Does Japan Have Blue Traffic Light Instead Of Green

Does Japan have blue traffic light instead of green? Find out here all about it!

We have been made aware of the significance of traffic lights ever since we were young children. When you see red, stop. When you see green, go. This is common knowledge that has been handed down to us. 

However, one thing that we were not informed of is that in various cultures, the colors of the traffic lights have different meanings depending on their location.

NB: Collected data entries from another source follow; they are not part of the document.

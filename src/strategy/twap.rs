//! Time-Weighted Average Price execution.

use super::{ExecutionState, ExecutionStrategy, make_child_order, slice_pricing};
use crate::order::{Order, Side, TimeInForce};
use crate::orderbook::BookSnapshot;
use crate::units::{Price, Qty};
use tracing::debug;

/// TWAP: split the parent order into equal slices at regular intervals.
///
/// Each slice is an IOC child order; aggression above 0.8 sends market
/// orders, lower values price limits inside the spread.
pub struct TwapStrategy {
    state: ExecutionState,
    num_slices: u32,
    aggression: f64,
    slice_quantity: Qty,
    slice_interval_secs: f64,
    start_time: Option<f64>,
    next_slice_time: f64,
    slices_executed: u32,
    /// Limit price used when the book is one-sided and has no mid.
    default_price: Price,
}

impl TwapStrategy {
    pub fn new(
        symbol: impl Into<String>,
        side: Side,
        target_quantity: Qty,
        duration_secs: f64,
        num_slices: u32,
        aggression: f64,
    ) -> Self {
        let num_slices = num_slices.max(1);
        // Ceiling split so an integer target completes within num_slices;
        // the final slice is capped by the remaining quantity.
        let slice_quantity = Qty::new(target_quantity.units().div_ceil(num_slices as u64));
        Self {
            state: ExecutionState::new(symbol, side, target_quantity),
            num_slices,
            aggression,
            slice_quantity,
            slice_interval_secs: duration_secs / num_slices as f64,
            start_time: None,
            next_slice_time: 0.0,
            slices_executed: 0,
            default_price: Price::from_ticks(100 * Price::SCALE),
        }
    }

    /// Override the fallback price used when the book is one-sided.
    pub fn with_default_price(mut self, price: Price) -> Self {
        self.default_price = price;
        self
    }

    pub fn slices_executed(&self) -> u32 {
        self.slices_executed
    }
}

impl ExecutionStrategy for TwapStrategy {
    fn state(&self) -> &ExecutionState {
        &self.state
    }

    fn state_mut(&mut self) -> &mut ExecutionState {
        &mut self.state
    }

    fn generate_orders(&mut self, snapshot: &BookSnapshot, elapsed_secs: f64) -> Vec<Order> {
        let start = *self.start_time.get_or_insert(elapsed_secs);
        let relative = elapsed_secs - start;

        if relative < self.next_slice_time
            || self.slices_executed >= self.num_slices
            || self.is_complete()
        {
            return Vec::new();
        }

        let quantity = self.slice_quantity.min(self.remaining_quantity());
        if quantity.is_zero() {
            return Vec::new();
        }

        let Some(pricing) = slice_pricing(
            self.state.side(),
            snapshot,
            self.aggression,
            Some(self.default_price),
        ) else {
            return Vec::new();
        };

        let timestamp = (elapsed_secs * 1e9) as u64;
        let Some(order) = make_child_order(
            &mut self.state,
            "TWAP",
            pricing,
            quantity,
            timestamp,
            TimeInForce::Ioc,
        ) else {
            return Vec::new();
        };

        self.slices_executed += 1;
        self.next_slice_time += self.slice_interval_secs;
        debug!(
            "TWAP slice {}/{}: {} {} @ {:?}",
            self.slices_executed,
            self.num_slices,
            order.side(),
            order.quantity(),
            order.price()
        );
        vec![order]
    }
}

When it comes to Japan, the traffic lights are different colors. They have blue as an alternative to green. It is inevitable that you will come across some blue traffic lights as you travel across the country. 

Don’t worry, it isn’t broken. Simply put, this is Japan’s method of regulating the flow of traffic.

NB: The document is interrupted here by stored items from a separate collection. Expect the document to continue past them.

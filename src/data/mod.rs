//! Persisted market-data formats: CSV snapshots and trades, plus LOBSTER
//! message-file ingest.
//!
//! Prices and quantities are written as their exact decimal strings, so a
//! snapshot survives a save/load round trip bit-for-bit.

use crate::order::{Order, OrderId, Side, TimeInForce, Trade};
use crate::orderbook::BookSnapshot;
use crate::replay::MarketEvent;
use crate::units::{Price, Qty};
use std::fmt::Display;
use std::fs::File;
use std::io::{BufRead, BufReader, BufWriter, Write};
use std::path::Path;
use std::str::FromStr;
use thiserror::Error;

/// Errors raised while reading or writing market-data files.
#[derive(Debug, Error)]
pub enum DataError {
    /// Underlying file I/O failure.
    #[error("I/O error: {0}")]
    Io(#[from] std::io::Error),

    /// A malformed line or field.
    #[error("parse error at line {line}: {message}")]
    Parse {
        /// 1-based line number within the file.
        line: usize,
        /// Description of the malformed content.
        message: String,
    },
}

fn parse_field<T>(raw: &str, line: usize, what: &str) -> Result<T, DataError>
where
    T: FromStr,
    T::Err: Display,
{
    raw.trim().parse::<T>().map_err(|e| DataError::Parse {
        line,
        message: format!("{what} `{raw}`: {e}"),
    })
}

/// Save snapshots to CSV with `depth` levels per side.
///
/// Schema: `timestamp, bid_price_1, bid_size_1, …, bid_price_N,
/// bid_size_N, ask_price_1, …, ask_size_N, last_trade_price`. Cells past
/// a side's available depth are left empty.
pub fn save_snapshots_csv(
    snapshots: &[BookSnapshot],
    path: impl AsRef<Path>,
    depth: usize,
) -> Result<(), DataError> {
    let mut writer = BufWriter::new(File::create(path)?);

    let mut header = vec!["timestamp".to_string()];
    for i in 1..=depth {
        header.push(format!("bid_price_{i}"));
        header.push(format!("bid_size_{i}"));
    }
    for i in 1..=depth {
        header.push(format!("ask_price_{i}"));
        header.push(format!("ask_size_{i}"));
    }
    header.push("last_trade_price".to_string());
    writeln!(writer, "{}", header.join(","))?;

    for snapshot in snapshots {
        let mut row = vec![snapshot.timestamp.to_string()];
        for i in 0..depth {
            match snapshot.bids.get(i) {
                Some(&(price, qty)) => {
                    row.push(price.to_string());
                    row.push(qty.to_string());
                }
                None => {
                    row.push(String::new());
                    row.push(String::new());
                }
            }
        }
        for i in 0..depth {
            match snapshot.asks.get(i) {
                Some(&(price, qty)) => {
                    row.push(price.to_string());
                    row.push(qty.to_string());
                }
                None => {
                    row.push(String::new());
                    row.push(String::new());
                }
            }
        }
        row.push(
            snapshot
                .last_trade_price
                .map(|p| p.to_string())
                .unwrap_or_default(),
        );
        writeln!(writer, "{}", row.join(","))?;
    }

    writer.flush()?;
    Ok(())
}

/// Load snapshots from a CSV file written by [`save_snapshots_csv`].
pub fn load_snapshots_csv(path: impl AsRef<Path>) -> Result<Vec<BookSnapshot>, DataError> {
    let reader = BufReader::new(File::open(path)?);
    let mut lines = reader.lines();

    let header = match lines.next() {
        Some(line) => line?,
        None => return Ok(Vec::new()),
    };
    let columns = header.split(',').count();
    if columns < 2 || (columns - 2) % 4 != 0 {
        return Err(DataError::Parse {
            line: 1,
            message: format!("unexpected snapshot column count {columns}"),
        });
    }
    let depth = (columns - 2) / 4;

    let mut snapshots = Vec::new();
    for (index, line) in lines.enumerate() {
        let line_no = index + 2;
        let line = line?;
        if line.trim().is_empty() {
            continue;
        }
        let fields: Vec<&str> = line.split(',').collect();
        if fields.len() != columns {
            return Err(DataError::Parse {
                line: line_no,
                message: format!("expected {columns} fields, found {}", fields.len()),
            });
        }

        let timestamp: u64 = parse_field(fields[0], line_no, "timestamp")?;

        let mut bids = Vec::new();
        for i in 0..depth {
            let price_raw = fields[1 + 2 * i];
            if price_raw.is_empty() {
                break;
            }
            let price: Price = parse_field(price_raw, line_no, "bid price")?;
            let qty: Qty = parse_field(fields[2 + 2 * i], line_no, "bid size")?;
            bids.push((price, qty));
        }

        let ask_base = 1 + 2 * depth;
        let mut asks = Vec::new();
        for i in 0..depth {
            let price_raw = fields[ask_base + 2 * i];
            if price_raw.is_empty() {
                break;
            }
            let price: Price = parse_field(price_raw, line_no, "ask price")?;
            let qty: Qty = parse_field(fields[ask_base + 1 + 2 * i], line_no, "ask size")?;
            asks.push((price, qty));
        }

        let last_raw = fields[columns - 1];
        let last_trade_price = if last_raw.is_empty() {
            None
        } else {
            Some(parse_field(last_raw, line_no, "last trade price")?)
        };

        snapshots.push(BookSnapshot {
            timestamp,
            bids,
            asks,
            last_trade_price,
        });
    }

    Ok(snapshots)
}

/// Save trades to CSV.
///
/// Schema: `trade_id, timestamp, buy_order_id, sell_order_id, price,
/// quantity, aggressor_side`.
pub fn save_trades_csv(trades: &[Trade], path: impl AsRef<Path>) -> Result<(), DataError> {
    let mut writer = BufWriter::new(File::create(path)?);
    writeln!(
        writer,
        "trade_id,timestamp,buy_order_id,sell_order_id,price,quantity,aggressor_side"
    )?;
    for trade in trades {
        writeln!(
            writer,
            "{},{},{},{},{},{},{}",
            trade.trade_id,
            trade.timestamp,
            trade.buy_order_id,
            trade.sell_order_id,
            trade.price,
            trade.quantity,
            trade.aggressor_side
        )?;
    }
    writer.flush()?;
    Ok(())
}

/// Load trades from a CSV file written by [`save_trades_csv`].
pub fn load_trades_csv(path: impl AsRef<Path>) -> Result<Vec<Trade>, DataError> {
    let reader = BufReader::new(File::open(path)?);
    let mut trades = Vec::new();

    for (index, line) in reader.lines().enumerate() {
        let line_no = index + 1;
        let line = line?;
        if index == 0 || line.trim().is_empty() {
            continue; // header
        }
        let fields: Vec<&str> = line.split(',').collect();
        if fields.len() != 7 {
            return Err(DataError::Parse {
                line: line_no,
                message: format!("expected 7 fields, found {}", fields.len()),
            });
        }
        trades.push(Trade {
            trade_id: fields[0].trim().to_string(),
            timestamp: parse_field(fields[1], line_no, "timestamp")?,
            buy_order_id: OrderId::from(fields[2].trim()),
            sell_order_id: OrderId::from(fields[3].trim()),
            price: parse_field(fields[4], line_no, "price")?,
            quantity: parse_field(fields[5], line_no, "quantity")?,
            aggressor_side: parse_field(fields[6], line_no, "aggressor side")?,
        });
    }

    Ok(trades)
}

/// Load a LOBSTER message file into replayable events.
///
/// Each row is `timestamp_seconds, event_type, order_id, size, price,
/// direction`. Timestamps are seconds and become nanoseconds; LOBSTER
/// prices are integers in 10⁻⁴ currency units, which is exactly the
/// [`Price`] tick grid. Event type 1 (new limit order) becomes a GTC
/// submission and type 3 (delete) a cancellation; other event types are
/// skipped, as their interpretation depends on the venue reconstruction.
pub fn load_lobster_messages(path: impl AsRef<Path>) -> Result<Vec<MarketEvent>, DataError> {
    let reader = BufReader::new(File::open(path)?);
    let mut events = Vec::new();

    for (index, line) in reader.lines().enumerate() {
        let line_no = index + 1;
        let line = line?;
        if line.trim().is_empty() {
            continue;
        }
        let fields: Vec<&str> = line.split(',').collect();
        if fields.len() < 6 {
            return Err(DataError::Parse {
                line: line_no,
                message: format!("expected 6 fields, found {}", fields.len()),
            });
        }

        let seconds: f64 = parse_field(fields[0], line_no, "timestamp")?;
        let timestamp = (seconds * 1e9) as u64;
        let event_type: u32 = parse_field(fields[1], line_no, "event type")?;
        let raw_order_id: u64 = parse_field(fields[2], line_no, "order id")?;
        let order_id = OrderId::from(format!("L{raw_order_id}"));

        match event_type {
            1 => {
                let size: Qty = parse_field(fields[3], line_no, "size")?;
                let price_ticks: u64 = parse_field(fields[4], line_no, "price")?;
                let direction: i64 = parse_field(fields[5], line_no, "direction")?;
                let side = if direction > 0 { Side::Buy } else { Side::Sell };
                let order = Order::limit(
                    order_id,
                    timestamp,
                    side,
                    Price::from_ticks(price_ticks),
                    size,
                    "lobster",
                    TimeInForce::Gtc,
                )
                .map_err(|e| DataError::Parse {
                    line: line_no,
                    message: format!("invalid order: {e}"),
                })?;
                events.push(MarketEvent::New { order });
            }
            3 => {
                events.push(MarketEvent::Cancel {
                    order_id,
                    timestamp,
                });
            }
            _ => {}
        }
    }

    Ok(events)
}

Why Does Japan Have Blue Traffic Light Instead Of Green? 

Every culture is different. Words can have a variety of meanings, and the beliefs of individuals also play a significant part in this. There’s an entirely different backstory to the color of the traffic light in Japan, which brings up an interesting point.

The color preference of Japanese people has shifted from green to blue, but this is not due to a faulty setup or color fade; there is another factor at play. In the following section, we will go into further details about it.

The whole traffic light has everything to do with the Japanese language. It is due to the fact that in the past, the colors blue and green were described using the same word.

Back then, the language only had words for four primary colors: black, white, red, and blue; as a result, anything green was described using the word for blue, “ao.” This practice persisted for hundreds of years.

Near the end of the first millennium, people started referring to green as “midori,” rather than the color green. Its original meaning was “sprouts,” but it came to be understood as a shade of “ao.” It may come as a surprise to you, but this usage is actually quite common in this day and age.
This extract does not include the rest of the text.